Ultimately, the advocacy of Mora Villalpando and advocates in the state won: A bill signed into law by Gov. Jay Inslee earlier this year prevents NWDC’s contract from being renewed. It was a bill championed by advocates.

“ICE did not detain Mora Villalpando while seeking to kick her out of the country, and she continued organizing protests and sending out news releases about conditions at the detention center,” The Seattle Times continued. “As she announced the news in her case Tuesday, she said a group she leads, La Resistencia, will hold a protest Thursday in front of ICE’s Seattle office to demand the agency exercise prosecutorial discretion in all deportation cases.”
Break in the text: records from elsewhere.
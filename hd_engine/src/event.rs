use crate::collision_utils;
use crate::math_core;
use crate::{Particle, Vec2, World};
use ordered_float::OrderedFloat;
use std::ops::Range;

/// What happens to one owned disk (or a disk pair) within the current
/// unit step. The selection loop builds these; `apply` advances the
/// state accordingly.
#[derive(Debug, Clone, Copy, PartialEq)]
pub enum StepEvent {
    /// No contact inside the step; the disk travels the full unit.
    Free { particle: usize },
    /// Wall contact inside the step: reflect, then finish the step.
    Wall { particle: usize, time: OrderedFloat<f64> },
    /// Mutual disk contact at `time`. `first` is the owned index that
    /// selected the event, `second` its consenting partner.
    Pair {
        first: usize,
        second: usize,
        time: OrderedFloat<f64>,
    },
}

impl StepEvent {
    /// Candidate ordering key. A free step ranks as the full unit.
    pub fn time(&self) -> OrderedFloat<f64> {
        match self {
            StepEvent::Free { .. } => OrderedFloat(1.0),
            StepEvent::Wall { time, .. } => *time,
            StepEvent::Pair { time, .. } => *time,
        }
    }

    /// Advances particle state for this event. `owned` is the calling
    /// worker's owned index range; it decides which copy of an in-block
    /// pair event performs the update.
    pub fn apply(&self, particles: &mut [Particle], world: &World, owned: &Range<usize>) {
        match *self {
            StepEvent::Free { particle } => {
                let p = &mut particles[particle];
                p.position += p.velocity;
            }
            StepEvent::Wall { particle, .. } => {
                apply_wall_bounce(&mut particles[particle], world);
            }
            StepEvent::Pair { first, second, time } => {
                // The same in-block pair exists under both endpoints; only
                // the lower index applies it. Cross-block pairs run on
                // both replicas, each worker authoritative for its own row.
                if owned.contains(&second) && first > second {
                    return;
                }
                apply_pair_bounce(particles, world, first, second, time.into_inner());
            }
        }
    }
}

/// Wall reflection: advance to the nearest axis boundary, flip that
/// component (both on an exact corner hit), then spend the rest of the
/// step, stopping at the other boundary if it is reached before the
/// step ends.
fn apply_wall_bounce(particle: &mut Particle, world: &World) {
    let (tx, ty) = collision_utils::axis_wall_times(
        particle.position,
        particle.velocity,
        world.radius,
        world.box_size,
    );
    if tx < ty {
        particle.position += particle.velocity * tx;
        particle.velocity.x = -particle.velocity.x;
        let travel = if ty < 1.0 { ty - tx } else { 1.0 - tx };
        particle.position += particle.velocity * travel;
    } else if tx == ty {
        // Exact corner: both components reverse.
        particle.position += particle.velocity * tx;
        particle.velocity = -particle.velocity;
        particle.position += particle.velocity * (1.0 - tx);
    } else {
        particle.position += particle.velocity * ty;
        particle.velocity.y = -particle.velocity.y;
        let travel = if tx < 1.0 { tx - ty } else { 1.0 - ty };
        particle.position += particle.velocity * travel;
    }
    particle.wall_collisions += 1;
}

/// Pair response: advance both disks to the contact point, exchange the
/// normal velocity components, then let each disk spend the remainder of
/// the step, stopping at a wall if one is reached (no reflection in the
/// trailing motion).
fn apply_pair_bounce(
    particles: &mut [Particle],
    world: &World,
    first: usize,
    second: usize,
    time: f64,
) {
    particles[first].position += particles[first].velocity * time;
    particles[second].position += particles[second].velocity * time;

    let normal = (particles[first].position - particles[second].position).normalized();
    let (velocity1, velocity2) = collision_utils::particles_collision_velocities(
        particles[first].velocity,
        particles[second].velocity,
        normal,
    );
    particles[first].velocity = scrub_velocity(velocity1);
    particles[second].velocity = scrub_velocity(velocity2);

    let remainder = 1.0 - time;
    for index in [first, second] {
        let p = &mut particles[index];
        let (tx, ty) = collision_utils::axis_wall_times(
            p.position,
            p.velocity,
            world.radius,
            world.box_size,
        );
        let travel = if tx >= remainder && ty >= remainder {
            remainder
        } else {
            tx.min(ty)
        };
        p.position += p.velocity * travel;
        p.pair_collisions += 1;
    }
}

fn scrub_velocity(velocity: Vec2) -> Vec2 {
    Vec2::new(
        math_core::scrub_negative_zero(velocity.x),
        math_core::scrub_negative_zero(velocity.y),
    )
}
We applaud ICE's decision to drop their deportation case targeting former Seattle Immigrant & Refugee Commissioner & immigrant justice abolitionist Maru Mora Villalpando. Families belong together. Communities need their organizers. Regardless of your status, you have rights. https://t.co/CM7Uq9OkSK

— Seattle Office of Immigrant and Refugee Affairs (@iandraffairs) September 23, 2021

The Biden administration on Thursday released a framework that purports to create new ICE priorities for who is detained and deported, but advocates expressed deep concern about what will actually play out on the ground among agents and their individual offices. “Given ICE’s abysmal record of detaining and deporting people with impunity, we are skeptical about how these enforcement priorities will be implemented,” Detention Watch Network said.

The organization had expressed alarm over the massive increase in ICE detention—“Number of immigrants detained by ICE has increased 70 percent under Biden,” Detention Watch Network executive director Silky Shah wrote for Truthout—and was among the advocates participating in a “Communities Not Cages” national day of action that urged the president to stick by his campaign pledge promising a more humane immigration system.

“Now is the moment to intervene and reverse course, before Biden allows the immigration detention system to reach maximum capacity,” Shah wrote. “People navigating their immigration cases should be able to do so with their families and in community—not behind bars in immigration jails.” Indeed, lower detention numbers mandated by the courts amid the novel coronavirus pandemic showed it’s possible. “Now is the time to push Biden to turn things around and hold him to his word.”